* Exercise *
Report every line of the records that includes the word "within".

------ Dataset records ------

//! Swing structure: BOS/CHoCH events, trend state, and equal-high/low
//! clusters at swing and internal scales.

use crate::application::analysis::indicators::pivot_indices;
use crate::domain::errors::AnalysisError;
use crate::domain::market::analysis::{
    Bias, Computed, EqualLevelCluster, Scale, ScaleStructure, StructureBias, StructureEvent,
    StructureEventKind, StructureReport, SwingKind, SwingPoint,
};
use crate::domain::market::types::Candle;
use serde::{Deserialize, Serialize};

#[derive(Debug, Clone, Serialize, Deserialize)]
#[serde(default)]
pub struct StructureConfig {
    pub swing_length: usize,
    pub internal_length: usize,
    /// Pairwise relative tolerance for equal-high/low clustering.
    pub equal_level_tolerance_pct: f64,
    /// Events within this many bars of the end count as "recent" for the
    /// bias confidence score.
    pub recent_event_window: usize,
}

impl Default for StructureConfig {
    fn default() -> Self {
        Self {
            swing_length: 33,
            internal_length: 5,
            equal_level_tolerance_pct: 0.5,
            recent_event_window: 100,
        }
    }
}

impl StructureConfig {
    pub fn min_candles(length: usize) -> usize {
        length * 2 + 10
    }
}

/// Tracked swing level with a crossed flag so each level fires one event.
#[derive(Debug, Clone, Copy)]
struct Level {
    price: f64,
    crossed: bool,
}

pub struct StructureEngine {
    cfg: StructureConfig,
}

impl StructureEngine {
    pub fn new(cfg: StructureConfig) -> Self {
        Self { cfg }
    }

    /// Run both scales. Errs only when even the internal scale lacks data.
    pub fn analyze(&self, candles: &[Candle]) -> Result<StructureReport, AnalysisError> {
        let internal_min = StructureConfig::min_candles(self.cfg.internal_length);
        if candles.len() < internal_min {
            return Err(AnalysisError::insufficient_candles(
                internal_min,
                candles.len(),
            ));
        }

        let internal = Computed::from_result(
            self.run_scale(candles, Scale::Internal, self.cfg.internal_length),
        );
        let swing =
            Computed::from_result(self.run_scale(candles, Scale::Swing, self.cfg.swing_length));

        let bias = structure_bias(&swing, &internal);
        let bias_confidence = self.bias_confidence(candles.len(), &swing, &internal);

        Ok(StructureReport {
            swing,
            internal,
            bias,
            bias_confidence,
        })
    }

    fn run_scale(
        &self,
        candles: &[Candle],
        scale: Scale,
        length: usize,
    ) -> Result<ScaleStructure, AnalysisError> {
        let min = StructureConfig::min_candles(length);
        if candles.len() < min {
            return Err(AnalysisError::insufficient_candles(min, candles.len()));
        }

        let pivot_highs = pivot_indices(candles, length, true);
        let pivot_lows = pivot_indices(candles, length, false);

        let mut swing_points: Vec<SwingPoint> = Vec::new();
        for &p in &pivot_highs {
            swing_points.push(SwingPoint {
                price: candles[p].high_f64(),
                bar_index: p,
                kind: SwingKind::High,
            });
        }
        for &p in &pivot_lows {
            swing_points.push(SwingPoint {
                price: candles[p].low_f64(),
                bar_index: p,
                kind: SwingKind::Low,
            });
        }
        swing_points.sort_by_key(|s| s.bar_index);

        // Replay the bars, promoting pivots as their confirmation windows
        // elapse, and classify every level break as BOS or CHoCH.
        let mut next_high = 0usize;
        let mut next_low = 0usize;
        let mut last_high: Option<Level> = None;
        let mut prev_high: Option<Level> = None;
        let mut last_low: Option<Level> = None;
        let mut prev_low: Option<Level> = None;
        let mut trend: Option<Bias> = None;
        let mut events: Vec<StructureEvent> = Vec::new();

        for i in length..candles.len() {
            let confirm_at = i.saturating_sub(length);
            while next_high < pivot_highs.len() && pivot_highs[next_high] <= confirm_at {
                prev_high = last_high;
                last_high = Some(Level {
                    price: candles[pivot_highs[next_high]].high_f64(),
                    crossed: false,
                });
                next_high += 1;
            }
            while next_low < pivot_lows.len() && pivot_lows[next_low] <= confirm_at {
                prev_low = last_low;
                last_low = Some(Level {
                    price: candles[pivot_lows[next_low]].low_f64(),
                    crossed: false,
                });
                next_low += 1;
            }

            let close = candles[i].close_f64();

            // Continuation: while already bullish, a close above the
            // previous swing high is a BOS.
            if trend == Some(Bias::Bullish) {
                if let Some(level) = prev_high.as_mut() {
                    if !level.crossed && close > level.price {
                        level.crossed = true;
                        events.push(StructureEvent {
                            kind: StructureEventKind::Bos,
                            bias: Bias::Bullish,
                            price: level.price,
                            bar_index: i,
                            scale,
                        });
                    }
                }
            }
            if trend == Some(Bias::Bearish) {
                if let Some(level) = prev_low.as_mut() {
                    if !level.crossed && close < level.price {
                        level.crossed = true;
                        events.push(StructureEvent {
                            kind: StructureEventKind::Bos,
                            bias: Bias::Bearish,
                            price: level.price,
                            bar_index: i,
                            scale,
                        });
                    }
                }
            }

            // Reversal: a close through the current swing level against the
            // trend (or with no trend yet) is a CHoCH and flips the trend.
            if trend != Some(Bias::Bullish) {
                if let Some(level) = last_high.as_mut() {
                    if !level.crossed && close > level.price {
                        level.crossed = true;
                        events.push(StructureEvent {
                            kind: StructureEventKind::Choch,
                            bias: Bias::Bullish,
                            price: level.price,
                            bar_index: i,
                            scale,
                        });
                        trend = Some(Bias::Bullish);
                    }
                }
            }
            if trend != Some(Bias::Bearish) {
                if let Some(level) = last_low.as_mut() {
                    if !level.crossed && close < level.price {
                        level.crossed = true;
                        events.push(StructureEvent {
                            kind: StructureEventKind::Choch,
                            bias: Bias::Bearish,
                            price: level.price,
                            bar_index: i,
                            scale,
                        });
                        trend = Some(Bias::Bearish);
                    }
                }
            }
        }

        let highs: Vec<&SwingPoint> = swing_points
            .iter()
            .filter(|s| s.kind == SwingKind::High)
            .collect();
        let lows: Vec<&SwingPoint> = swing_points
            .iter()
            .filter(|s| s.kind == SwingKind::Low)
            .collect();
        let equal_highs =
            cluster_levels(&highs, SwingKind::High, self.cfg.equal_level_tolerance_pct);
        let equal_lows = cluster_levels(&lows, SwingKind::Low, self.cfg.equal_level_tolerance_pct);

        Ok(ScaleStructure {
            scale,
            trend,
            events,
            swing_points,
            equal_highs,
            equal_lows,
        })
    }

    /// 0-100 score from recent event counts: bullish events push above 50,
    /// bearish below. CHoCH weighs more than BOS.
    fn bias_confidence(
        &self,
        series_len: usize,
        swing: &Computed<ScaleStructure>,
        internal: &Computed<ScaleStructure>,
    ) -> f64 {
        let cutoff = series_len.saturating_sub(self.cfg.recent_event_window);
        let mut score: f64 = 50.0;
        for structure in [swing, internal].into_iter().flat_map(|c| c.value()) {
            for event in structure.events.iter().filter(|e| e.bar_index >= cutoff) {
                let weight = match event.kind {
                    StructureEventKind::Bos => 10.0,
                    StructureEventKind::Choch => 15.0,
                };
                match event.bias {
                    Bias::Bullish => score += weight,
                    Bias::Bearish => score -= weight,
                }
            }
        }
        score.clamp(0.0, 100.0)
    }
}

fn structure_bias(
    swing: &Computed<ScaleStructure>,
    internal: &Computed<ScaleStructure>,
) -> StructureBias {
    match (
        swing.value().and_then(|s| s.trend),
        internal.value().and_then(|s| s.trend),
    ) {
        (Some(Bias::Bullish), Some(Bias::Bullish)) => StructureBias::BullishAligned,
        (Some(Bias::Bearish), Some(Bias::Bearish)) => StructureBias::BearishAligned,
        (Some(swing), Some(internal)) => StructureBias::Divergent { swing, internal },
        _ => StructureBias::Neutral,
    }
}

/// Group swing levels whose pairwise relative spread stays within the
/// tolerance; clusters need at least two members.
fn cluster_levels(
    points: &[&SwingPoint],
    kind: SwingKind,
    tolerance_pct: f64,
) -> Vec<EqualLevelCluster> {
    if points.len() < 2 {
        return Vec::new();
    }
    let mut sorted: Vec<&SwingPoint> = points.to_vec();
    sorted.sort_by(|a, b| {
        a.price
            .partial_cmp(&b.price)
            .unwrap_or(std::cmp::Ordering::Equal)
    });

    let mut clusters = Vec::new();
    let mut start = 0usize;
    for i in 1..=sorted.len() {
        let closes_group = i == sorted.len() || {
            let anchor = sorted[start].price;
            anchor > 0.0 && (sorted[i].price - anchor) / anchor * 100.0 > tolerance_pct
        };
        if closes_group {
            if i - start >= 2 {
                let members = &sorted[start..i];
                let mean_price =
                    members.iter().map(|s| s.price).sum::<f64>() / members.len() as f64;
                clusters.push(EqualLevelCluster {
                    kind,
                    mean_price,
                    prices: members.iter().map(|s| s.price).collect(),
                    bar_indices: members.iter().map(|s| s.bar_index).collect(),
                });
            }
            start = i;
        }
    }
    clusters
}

------

* Solution *
    /// Events within this many bars of the end count as "recent" for the
/// Group swing levels whose pairwise relative spread stays within the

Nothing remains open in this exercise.